If you get it wrong this is a lot of work that is going to waste.
Once you have the aspirational view of how you are perceived. Check the goals against what the customer’s goals. These should also be close.
A good example is to go into a teen clothing store. The employees tend to be clones of the people from their ads. It’s not a coincidence, stores are choosing to mirror their target aspirational demographic for their customer interactions.
  • So from that point of view what would your employees look like?
  • How do your customers align with their peers?
  • What motivates the people to do what they do?
Areas of personality that need to be defined include
  • Professional vs casual
    • Don’t want to take all personality out if you are going full professional.
    • Also be aware that if you are going casual, informality changes for different groups, cultures so make sure to gather information all your markets.
  • Humor level and type
    • Do you use dry humor or silly humor?
    • The best example I can come up with why this is a difficult question is: I want you to name 2 comedians with the same style humor?
  • Generalist or a specialist
    • Are you trying to reach a conversion quickly and effectively? Or is the whole bot experience crafted to engage long term as part of a larger creative campaign?
  • Brief or long discussions
    • Unless the destination is the personality you don’t want to slow down the interaction. Aim for minimal clutter and fuss.
  • Understated vs extroverted
  • Cautious vs go where others fear to tread
  • Individual creativity vs group consensus
  • Strong opinions vs easy going
Now none of the word associations need to be shown to the developers. Trying to paraphrase brand guideline, and it always gets reduced down to BS words like innovative and progressive. You will not have the brand guidelines next to you when writing dialogs.
Developers won’t have them next to them when writing code.
It needs to to be easier.
If your organization was a famous person who would it be?

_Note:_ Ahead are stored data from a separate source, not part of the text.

//! Syntax trees: construction, queries, and canonicalization

pub mod builder;
pub mod formula;
pub mod node;
pub mod normalize;

#[cfg(test)]
mod proptest_tests;

pub use builder::{build, FormulaBuilder};
pub use formula::Formula;
pub use node::{Node, NodeId, NodeRef};
pub use normalize::normalize;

Since you already have all the personality traits and aspirations, who does it describe. It can’t be Stephan fry or Barrack Obama. Those are not good choices. It is the equivalent of boiling everything down to the words innovative and progressive. You want to choose a different personality for at least the 5 main touch-points: Awareness, Consideration, preferences, Action, and Loyalty. Your app might be more specialized so your areas might differ depending on your needs.

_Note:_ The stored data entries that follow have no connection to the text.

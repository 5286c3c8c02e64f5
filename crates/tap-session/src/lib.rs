//! Live tap handling: multi-tap recognition, command execution and the
//! controller that ties them to the device and the key output.
//!
//! `TapController` receives raw taps, gates them while an unlock sequence is
//! armed, and feeds the rest to `MultiTapRecognizer`. Completed gestures are
//! executed by `CommandExecutor` and then reported to the UI observer.

mod controller;
mod decision;
mod executor;
mod recognizer;
pub mod timer;

#[cfg(test)]
mod tests;

pub use controller::{DeviceControl, TapController, TapControllerBuilder};
pub use decision::{Decision, DecisionKind, DecisionObserver};
pub use executor::{
    CommandExecutor, ExecError, ExecOutcome, KeyAction, KeyEvent, KeySink, MAPSWITCH, STARTMOUSE,
};
pub use recognizer::{MultiTapRecognizer, RecognizerConfig};
pub use timer::{ManualScheduler, Scheduler, ThreadScheduler, TimerHandle, TimerTask};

Now that you know who the AI should act like in different situations let’s talk about some of the things to avoid. First lets talk about humaness or better titled as, When to convey an bot is an bot. Most companies have a code of conduct of how employees interact with customers. I am surprised the same companies will many times not put the same thought into the personality of their AI that is the first interaction point with their company. Right now, conversational AIs are good enough to pass off for human. If you need an example, I’ll link to how Google wowed people with their 2018 IO demo of Google Duplex ( but the next week the articles tone changed quickly saying the voice was trying to trick people ( . Nothing changed in the demo, just people talking. Current culture was caught off gaurd with the quality of the humaness, and it is human nature to try to the label someone as tricky when you are caught off guard.  Sooner or later, with the current tech your AI is going to fall into the wrong side of the uncanny valley. So it is easier to not try to claim humanness when asked, but also don’t try to deny it. In the principles of Google Assistant’s personality – don’t shutdown conversation by denying humanness. Don’t lie and claim preferences. Using the artful dodge
The next hurdle is to make sure to take into account for Internationalization. Currently for websites type choices and layout carry over cultures so this can catch some people off guard. humor does not cross borders well, or even across regions. I know China has different formats for standup comedy depending which city you in. Cues for informality changes for different groups, cultures. An example of this is the sound your mouth makes when your brain is processing. In the US depending on region it can be “uhm” or “ahh” in China it is “nega”
putting the wrong pause word for a region in a search to be more casual can put you on the wrong side of the uncanny valley.
The third topic is situational awareness
For example, how your AI should act in offline vs online How does your interaction change when it isn’t connected to the network. The level of interaction also depends on how many cognitive abilities the user has to devote to the interaction. If you can detect they are driving, your responses will probably be shorter. There is a lot of complexity and nuance to this It helps that the AI can detect more info What is the emotional context of how the person feels at that point
    • how they feel right now
    • What can you detect in voice and body language?
    • What can you know from context of user journey?
    • What do you know from user profile?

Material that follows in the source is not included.